How does this manifest in your story?

I sensitivity read a manuscript with main character who was a thief. He stole things that were long forgotten by the living and not necessarily valuable on the surface but as a natural resource was valuable. The writer wanted the character's race to be ambiguous (which I always advise against for anything but cameo characters) but in this case, the character's race and and other access points to privilege were extremely important to the way this character would behave.

Setting: contemporary southern United States

Character: a young man who steals out in the open while wearing a hoodie

If he were white, non-immigrant, and fluent in English, his fear of being perceived as suspicious, and inherently dangerous, is starkly different than if the character was on the opposite end of the privilege axis. His idea of what his punishment would be if he were caught would be a factor for him to determine if the crime was worth committing.

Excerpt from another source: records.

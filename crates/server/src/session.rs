// Copyright (C) 2026 Fred Clausen
// Use of this source code is governed by an MIT-style
// license that can be found in the LICENSE file or at
// https://opensource.org/licenses/MIT.

//! Actor extraction at the server boundary.
//!
//! Token validation happens upstream; requests reach this server carrying
//! the verified actor in two headers. The claimed actor is checked
//! against the store before any handler runs.

use axum::{
    Json,
    extract::FromRequestParts,
    http::{StatusCode, request::Parts},
    response::{IntoResponse, Response},
};
use kermesse_api::{AuthenticatedActor, AuthenticationService, ErrorKind};
use kermesse_domain::UserRole;
use tracing::{debug, warn};

use crate::{AppState, ErrorResponse};

/// Header carrying the acting user's id.
pub const ACTOR_ID_HEADER: &str = "X-Actor-Id";
/// Header carrying the acting user's role.
pub const ACTOR_ROLE_HEADER: &str = "X-Actor-Role";

/// Extractor for the verified actor.
///
/// # Usage
///
/// ```ignore
/// async fn my_handler(
///     SessionActor(actor): SessionActor,
/// ) -> Result<Json<Response>, HttpError> {
///     // actor: AuthenticatedActor
/// }
/// ```
///
/// # Errors
///
/// Rejects with 401 Unauthorized if:
/// - Either header is missing
/// - The id is not an integer or the role is unknown
/// - No user has that id, or the user holds a different role
pub struct SessionActor(pub AuthenticatedActor);

impl FromRequestParts<AppState> for SessionActor {
    type Rejection = SessionError;

    async fn from_request_parts(
        parts: &mut Parts,
        state: &AppState,
    ) -> Result<Self, Self::Rejection> {
        let actor_id: i64 = header_value(parts, ACTOR_ID_HEADER)?
            .parse()
            .map_err(|_| {
                warn!("Actor id header is not an integer");
                SessionError::InvalidHeader(ACTOR_ID_HEADER)
            })?;
        let role: UserRole = header_value(parts, ACTOR_ROLE_HEADER)?
            .parse()
            .map_err(|_| {
                warn!("Actor role header is not a known role");
                SessionError::InvalidHeader(ACTOR_ROLE_HEADER)
            })?;

        let mut persistence = state.persistence.lock().await;
        let actor: AuthenticatedActor =
            AuthenticationService::authenticate(&mut persistence, actor_id, role).map_err(|e| {
                warn!(actor_id, error = %e, "Actor verification failed");
                SessionError::Rejected(e.to_string())
            })?;
        drop(persistence);

        debug!(actor_id, role = %actor.role, "Actor verified");
        Ok(Self(actor))
    }
}

fn header_value<'a>(parts: &'a Parts, name: &'static str) -> Result<&'a str, SessionError> {
    parts
        .headers
        .get(name)
        .ok_or_else(|| {
            debug!(header = name, "Missing actor header");
            SessionError::MissingHeader(name)
        })?
        .to_str()
        .map_err(|_| {
            warn!(header = name, "Invalid actor header encoding");
            SessionError::InvalidHeader(name)
        })
}

/// Actor extraction errors. All of them answer 401.
#[derive(Debug)]
pub enum SessionError {
    /// A required header is missing.
    MissingHeader(&'static str),
    /// A header could not be parsed.
    InvalidHeader(&'static str),
    /// The claimed actor does not match the store.
    Rejected(String),
}

impl IntoResponse for SessionError {
    fn into_response(self) -> Response {
        let message: String = match self {
            Self::MissingHeader(name) => format!("Missing {name} header"),
            Self::InvalidHeader(name) => format!("Invalid {name} header"),
            Self::Rejected(reason) => reason,
        };

        let body: Json<ErrorResponse> = Json(ErrorResponse {
            error: ErrorKind::Unauthorized.as_str().to_string(),
            message,
        });
        (StatusCode::UNAUTHORIZED, body).into_response()
    }
}
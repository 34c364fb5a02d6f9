// Copyright (C) 2026 Fred Clausen
// Use of this source code is governed by an MIT-style
// license that can be found in the LICENSE file or at
// https://opensource.org/licenses/MIT.

use diesel::SqliteConnection;
use diesel::prelude::*;
use tracing::info;

use crate::data_models::NewUser;
use crate::diesel_schema::users;
use crate::error::PersistenceError;

/// Creates a user with a zero balance.
///
/// The password must already be hashed.
///
/// # Errors
///
/// Returns `PersistenceError::Duplicate` if the email is taken.
pub fn create_user(
    conn: &mut SqliteConnection,
    new_user: &NewUser<'_>,
) -> Result<i64, PersistenceError> {
    let user_id: i64 = diesel::insert_into(users::table)
        .values((
            users::parent_id.eq(new_user.parent_id),
            users::name.eq(new_user.name),
            users::email.eq(new_user.email),
            users::password_hash.eq(new_user.password_hash),
            users::role.eq(new_user.role.as_str()),
        ))
        .returning(users::user_id)
        .get_result(conn)?;

    info!(user_id, role = new_user.role.as_str(), "User created");
    Ok(user_id)
}

/// Replaces a user's password hash.
///
/// # Errors
///
/// Returns `PersistenceError::NotFound` if the user does not exist.
pub fn update_password_hash(
    conn: &mut SqliteConnection,
    user_id: i64,
    password_hash: &str,
) -> Result<(), PersistenceError> {
    let updated: usize = diesel::update(users::table.find(user_id))
        .set(users::password_hash.eq(password_hash))
        .execute(conn)?;

    if updated == 0 {
        return Err(PersistenceError::NotFound(format!("user {user_id}")));
    }

    info!(user_id, "Password updated");
    Ok(())
}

Would this character wear a hoodie and steal out in the open if he were a Native teen or Latinx immigrant? What would be his internal or external concerned about getting caught, arrested, deported, or even killed by the police (or citizen watchdog)? How would he avoid or mitigate those possibilities? Would it even be worth the money?

As you can see in this example race, citizenship status, and what he's wearing all matter because his relationship to privilege can dictate everything to how he steals to if he wrestles with stealing and not just for the sake of morality.

Your character does not behave in a vacuum, the setting has rules and in those rules, you need to account for the privileges your character has or lacks. The character itself does not need to acknowledge or even be aware of their privileges but that doesn't mean they don't exist. You as a write acknowledging and plotting accordingly will only make your work more authentic and genuine.

Privilege isn't easy to determine especially if you hold many of the attributes of the dominate culture. Taking a long hard look at your character's privileges may also shine a light on your own. Get a sensitivity reader, they are more in tuned with living outside of privilege and how that affects daily life, decision making, and behavior.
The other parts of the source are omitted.